Description of the change
This branch hopefully fixes the timeout when muting bug 1 via the webservice. Thanks to investigation by Graham and Robert, the problem appeared to be the fact that, when the webservice made snapshots made snapshots, we got all of the bugs comments ("messages"), and this extra weight pushed us over the timeout. We did that because we snapshotted "messages" and "attachments". Bug 1 has over 1400 comments as of this writing. Robert suggested that simply indicating that these attributes should not be included in snapshots should be sufficient to fix the problem. My branch implements that solution. An ec2 test run seems to indicate that it won't cause any problems.
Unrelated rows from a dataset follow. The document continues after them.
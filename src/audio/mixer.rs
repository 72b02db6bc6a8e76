/// Two independent mutes. Effects start audible, music starts silent.
#[derive(Debug, Clone, Copy, PartialEq, Eq)]
pub struct Mixer {
    sfx_muted: bool,
    music_muted: bool,
}

impl Default for Mixer {
    fn default() -> Self {
        Self {
            sfx_muted: false,
            music_muted: true,
        }
    }
}

impl Mixer {
    pub fn sfx_muted(&self) -> bool {
        self.sfx_muted
    }
    pub fn music_muted(&self) -> bool {
        self.music_muted
    }
    /// Returns the new mute state.
    pub fn toggle_sfx(&mut self) -> bool {
        self.sfx_muted = !self.sfx_muted;
        self.sfx_muted
    }
    /// Returns whether the background track should now be playing.
    pub fn toggle_music(&mut self) -> bool {
        self.music_muted = !self.music_muted;
        !self.music_muted
    }
}
mod mixer;
mod speaker;

pub use mixer::*;
pub use speaker::*;
//! `web-sys` bindings for the game page.
//!
//! The page markup is served as-is; nothing here creates structure beyond
//! the nine grid cells. [`Page`] and [`Jukebox`] look their elements up once
//! at startup and fail fast if any are missing.
mod jukebox;
mod page;
mod start;

pub use jukebox::*;
pub use page::*;
pub use start::*;

use wasm_bindgen::JsCast;
use wasm_bindgen::JsValue;
use web_sys::Document;
use web_sys::Element;

pub type JsResult<T> = Result<T, JsValue>;

/// Element by id, or an error naming the id.
pub(crate) fn by_id(document: &Document, id: &str) -> JsResult<Element> {
    document
        .get_element_by_id(id)
        .ok_or_else(|| JsValue::from_str(&format!("missing #{}", id)))
}

/// Element by id, cast to a concrete element type.
pub(crate) fn typed<T>(document: &Document, id: &str) -> JsResult<T>
where
    T: JsCast,
{
    by_id(document, id)?
        .dyn_into::<T>()
        .map_err(|_| JsValue::from_str(&format!("#{} has the wrong element type", id)))
}

/// First descendant matching a selector, or an error naming it.
pub(crate) fn within(parent: &Element, selector: &str) -> JsResult<Element> {
    parent
        .query_selector(selector)?
        .ok_or_else(|| JsValue::from_str(&format!("missing {}", selector)))
}

/// Render a JS error for the log.
pub(crate) fn describe(e: &JsValue) -> String {
    e.as_string().unwrap_or_else(|| format!("{:?}", e))
}
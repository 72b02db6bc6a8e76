use actix_web::HttpRequest;
use actix_web::HttpResponse;
use actix_web::http::header;
use actix_web::web::Bytes;

/// The move service the page talks to, reached through this host so the
/// browser sees one origin and its session cookie stays first-party.
#[derive(Debug, Clone)]
pub struct Upstream {
    base: String,
}

impl Upstream {
    pub fn new(base: &str) -> Self {
        Self {
            base: base.trim_end_matches('/').to_string(),
        }
    }

    pub fn base(&self) -> &str {
        &self.base
    }

    /// Same path and query, upstream authority.
    pub fn url(&self, req: &HttpRequest) -> String {
        let tail = req
            .uri()
            .path_and_query()
            .map(|pq| pq.as_str())
            .unwrap_or(req.path());
        format!("{}{}", self.base, tail)
    }

    /// Replay `req` upstream and hand the reply back, cookies and all.
    pub async fn forward(&self, req: &HttpRequest, body: Bytes) -> anyhow::Result<HttpResponse> {
        let url = self.url(req);
        let mut outbound = awc::Client::default()
            .request_from(url.as_str(), req.head())
            .no_decompress();
        outbound.headers_mut().remove(header::HOST);
        let mut inbound = outbound
            .send_body(body)
            .await
            .map_err(|e| anyhow::anyhow!("forward {} {}: {}", req.method(), url, e))?;
        let bytes = inbound
            .body()
            .await
            .map_err(|e| anyhow::anyhow!("read {}: {}", url, e))?;
        let mut response = HttpResponse::build(inbound.status());
        inbound
            .headers()
            .iter()
            .filter(|(name, _)| !Self::hop(name))
            .for_each(|(name, value)| {
                response.append_header((name.clone(), value.clone()));
            });
        log::debug!("{} {} -> {}", req.method(), url, inbound.status());
        Ok(response.body(bytes))
    }

    /// Headers that describe the upstream connection, not the reply.
    fn hop(name: &header::HeaderName) -> bool {
        name == header::CONNECTION || name == header::CONTENT_LENGTH || name == header::TRANSFER_ENCODING
    }
}
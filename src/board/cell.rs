use super::CELLS;
use serde::Serialize;

/// Index of a grid cell, row-major, always in `0..9`.
#[derive(Debug, Clone, Copy, Hash, Eq, PartialEq, Ord, PartialOrd, Serialize)]
#[serde(transparent)]
pub struct Cell(u8);

impl Cell {
    pub fn index(&self) -> usize {
        self.0 as usize
    }
    pub fn all() -> impl Iterator<Item = Cell> {
        (0..CELLS as u8).map(Cell)
    }
}

/// usize injection
impl TryFrom<usize> for Cell {
    type Error = anyhow::Error;
    fn try_from(n: usize) -> Result<Self, Self::Error> {
        if n < CELLS {
            Ok(Cell(n as u8))
        } else {
            Err(anyhow::anyhow!("cell index out of range: {}", n))
        }
    }
}
impl From<Cell> for usize {
    fn from(cell: Cell) -> usize {
        cell.index()
    }
}

/// Parsed from the `data-index` attribute of a rendered cell.
impl TryFrom<&str> for Cell {
    type Error = anyhow::Error;
    fn try_from(s: &str) -> Result<Self, Self::Error> {
        s.trim()
            .parse::<usize>()
            .map_err(|e| anyhow::anyhow!("invalid cell index {:?}: {}", s, e))
            .and_then(Cell::try_from)
    }
}

impl std::fmt::Display for Cell {
    fn fmt(&self, f: &mut std::fmt::Formatter) -> std::fmt::Result {
        write!(f, "{}", self.0)
    }
}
The most questionable aspect of this is the test. I'll leave the comments to speak for themselves.
Along the way, when I was testing the problem, I discovered that the bug's mute method in the web API was not working as expected. This was getting in the way of my work. I introduced a fix for that in this branch, as well as a test to show that it and unmute both work as the webservice exposes them (unmute already did).
Thank you!
Gary
If StormStatementR ecorder works for your test, I recommend using that instead.
Please change the SQL check as discussed on IRC:
<abentley> gary_poster: I wonder whether there's risk of your SQL check hitting false negatives? Would it be crazy to just look for the string 'message' in the entire statement?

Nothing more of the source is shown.